原兒茶酸對(duì)LPS誘導(dǎo)的小鼠子宮內(nèi)膜炎的作用機(jī)制研究

張玉珠，于 超，鄭慧華，唐欣悅，黃榮磊，謝光洪

（吉林大學(xué)動(dòng)物醫(yī)學(xué)學(xué)院,長春 130062）

子宮內(nèi)膜炎是一種感染性和炎癥性的子宮內(nèi)膜疾病，嚴(yán)重危害著人類和動(dòng)物的生殖系統(tǒng)[1]。研究表明，在小動(dòng)物臨床中約25%未絕育的母犬在10歲前會(huì)發(fā)生子宮疾?。ㄗ訉m內(nèi)膜炎、子宮蓄膿等）[2]，而大腸桿菌被認(rèn)為是引發(fā)子宮內(nèi)膜炎的最重要因素[3]。如果不治療，母犬可能會(huì)發(fā)展為內(nèi)毒素血癥、敗血癥或敗血性休克，從而危機(jī)生命[4]。
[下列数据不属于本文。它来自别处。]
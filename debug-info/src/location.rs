use std::fmt::{Display, Formatter};

use strum_macros::Display;

use oop_map::registers::RegisterNumber;

/// How the bits at a location are to be interpreted.
#[derive(Copy, Clone, Debug, Eq, PartialEq, Hash, Display)]
pub enum LocationType {
    #[strum(serialize = "normal")]
    Normal,
    #[strum(serialize = "oop")]
    Oop,
    /// An int sign-extended into a 64 bit register
    #[strum(serialize = "int_in_long")]
    IntInLong,
    #[strum(serialize = "lng")]
    Lng,
    #[strum(serialize = "dbl")]
    Dbl,
    #[strum(serialize = "invalid")]
    Invalid,
}

#[derive(Copy, Clone, Debug, Eq, PartialEq, Hash)]
pub enum LocationWhere {
    /// Byte offset from the stack pointer.
    OnStack(i32),
    InRegister(RegisterNumber),
}

#[derive(Copy, Clone, Debug, Eq, PartialEq, Hash)]
pub struct Location {
    pub location_where: LocationWhere,
    pub location_type: LocationType,
}

impl Location {
    pub fn new_stack_loc(location_type: LocationType, offset: i32) -> Self {
        Self { location_where: LocationWhere::OnStack(offset), location_type }
    }

    pub fn new_reg_loc(location_type: LocationType, register: RegisterNumber) -> Self {
        Self { location_where: LocationWhere::InRegister(register), location_type }
    }

    pub fn invalid() -> Self {
        Self { location_where: LocationWhere::OnStack(0), location_type: LocationType::Invalid }
    }

    pub fn is_invalid(&self) -> bool {
        self.location_type == LocationType::Invalid
    }

    pub fn is_stack(&self) -> bool {
        matches!(self.location_where, LocationWhere::OnStack(_))
    }

    pub fn is_register(&self) -> bool {
        matches!(self.location_where, LocationWhere::InRegister(_))
    }
}

impl Display for Location {
    fn fmt(&self, f: &mut Formatter<'_>) -> std::fmt::Result {
        if self.is_invalid() {
            return write!(f, "invalid");
        }
        match self.location_where {
            LocationWhere::OnStack(offset) => write!(f, "stack[{}]", offset)?,
            LocationWhere::InRegister(register) => write!(f, "{}", register)?,
        }
        match self.location_type {
            LocationType::Normal => Ok(()),
            location_type => write!(f, ",{}", location_type),
        }
    }
}
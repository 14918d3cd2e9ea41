use serde::{Deserialize, Serialize};
use strum_macros::{Display, EnumIter};

/// Logical kind of a value as the compiler describes it.
#[derive(Copy, Clone, Debug, Eq, PartialEq, Hash, Serialize, Deserialize, Display, EnumIter)]
pub enum BasicType {
    Boolean,
    Byte,
    Short,
    Char,
    Int,
    Float,
    Long,
    Double,
    Object,
    // machine word, used for raw addresses and embedded metadata
    Word,
    Illegal,
}

impl BasicType {
    pub fn from_type_char(type_char: char) -> Option<Self> {
        Some(match type_char {
            'z' => BasicType::Boolean,
            'b' => BasicType::Byte,
            's' => BasicType::Short,
            'c' => BasicType::Char,
            'i' => BasicType::Int,
            'f' => BasicType::Float,
            'j' => BasicType::Long,
            'd' => BasicType::Double,
            'a' => BasicType::Object,
            'w' => BasicType::Word,
            '-' => BasicType::Illegal,
            _ => return None
        })
    }

    pub fn type_char(&self) -> char {
        match self {
            BasicType::Boolean => 'z',
            BasicType::Byte => 'b',
            BasicType::Short => 's',
            BasicType::Char => 'c',
            BasicType::Int => 'i',
            BasicType::Float => 'f',
            BasicType::Long => 'j',
            BasicType::Double => 'd',
            BasicType::Object => 'a',
            BasicType::Word => 'w',
            BasicType::Illegal => '-',
        }
    }

    /// Takes two interpreter slots.
    pub fn is_wide(&self) -> bool {
        matches!(self, BasicType::Long | BasicType::Double)
    }

    pub fn is_object(&self) -> bool {
        matches!(self, BasicType::Object)
    }

    /// Fits in a 32 bit constant.
    pub fn is_int_like(&self) -> bool {
        matches!(self, BasicType::Boolean | BasicType::Byte | BasicType::Short | BasicType::Char | BasicType::Int | BasicType::Float)
    }
}
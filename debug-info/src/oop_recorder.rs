use std::collections::HashMap;
use std::hash::Hash;

use tracing::trace;

use installer_common::ids::{Metadata, ObjectHandle};

/// Indices handed out by identity. Index 0 is reserved for null.
#[derive(Clone, Debug)]
struct IndexTable<T> {
    values: Vec<T>,
    indices: HashMap<T, usize>,
}

impl<T: Copy + Eq + Hash> IndexTable<T> {
    fn new() -> Self {
        Self { values: vec![], indices: HashMap::new() }
    }

    fn find_index(&mut self, value: T) -> (usize, bool) {
        if let Some(index) = self.indices.get(&value) {
            return (*index, false);
        }
        self.values.push(value);
        let index = self.values.len();
        self.indices.insert(value, index);
        (index, true)
    }
}

/// The metadata and heap objects an installed method refers to.
#[derive(Clone, Debug)]
pub struct OopRecorder {
    metadata: IndexTable<Metadata>,
    oops: IndexTable<ObjectHandle>,
}

impl Default for OopRecorder {
    fn default() -> Self {
        Self::new()
    }
}

impl OopRecorder {
    pub fn new() -> Self {
        Self { metadata: IndexTable::new(), oops: IndexTable::new() }
    }

    pub fn find_metadata_index(&mut self, metadata: Metadata) -> usize {
        let (index, new) = self.metadata.find_index(metadata);
        if new {
            trace!(index, address = metadata.address(), "recorded metadata");
        }
        index
    }

    pub fn find_oop_index(&mut self, oop: ObjectHandle) -> usize {
        let (index, new) = self.oops.find_index(oop);
        if new {
            trace!(index, handle = oop.0, "recorded oop");
        }
        index
    }

    pub fn metadata(&self) -> &[Metadata] {
        self.metadata.values.as_slice()
    }

    pub fn oops(&self) -> &[ObjectHandle] {
        self.oops.values.as_slice()
    }
}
脂多糖（LPS）是革蘭氏陰性菌外壁的主要組成成分，一旦進(jìn)入機(jī)體，對(duì)機(jī)體產(chǎn)生刺激，便會(huì)激活機(jī)體中宿主細(xì)胞細(xì)胞膜表面的Toll樣受體4（TLR4）信號(hào)通路，隨后導(dǎo)致其下游介質(zhì)中核因子-κB（NF-κB）的激活,會(huì)釋放炎性細(xì)胞因子（如腫瘤壞死因子-α（TNF-α）、白細(xì)胞介素-1β（IL-1β）和IL-6等），從而導(dǎo)致機(jī)體損傷[5]，也會(huì)導(dǎo)致細(xì)胞質(zhì)中的NF-κB抑制劑（IκB）蛋白與p65從失活狀態(tài)發(fā)生磷酸化（p-p65和p-IκB），從而啟動(dòng)炎性細(xì)胞因子轉(zhuǎn)錄，誘發(fā)炎癥反應(yīng)[6]。髓過氧化物酶（MPO）是一種血紅素蛋白，是中性粒細(xì)胞的主要組成成分，MPO活性越高，說明炎癥反應(yīng)越強(qiáng)烈[7]。上述指標(biāo)均可用于判斷LPS誘導(dǎo)建立的小鼠子宮內(nèi)膜炎模型是否成功。研究表明，抑制NF-κB信號(hào)通路對(duì)子宮內(nèi)膜炎具有保護(hù)作用[8]。因此，尋找一種能夠抑制NF-κB信號(hào)通路的藥物對(duì)子宮內(nèi)膜炎的治療是非常重要的。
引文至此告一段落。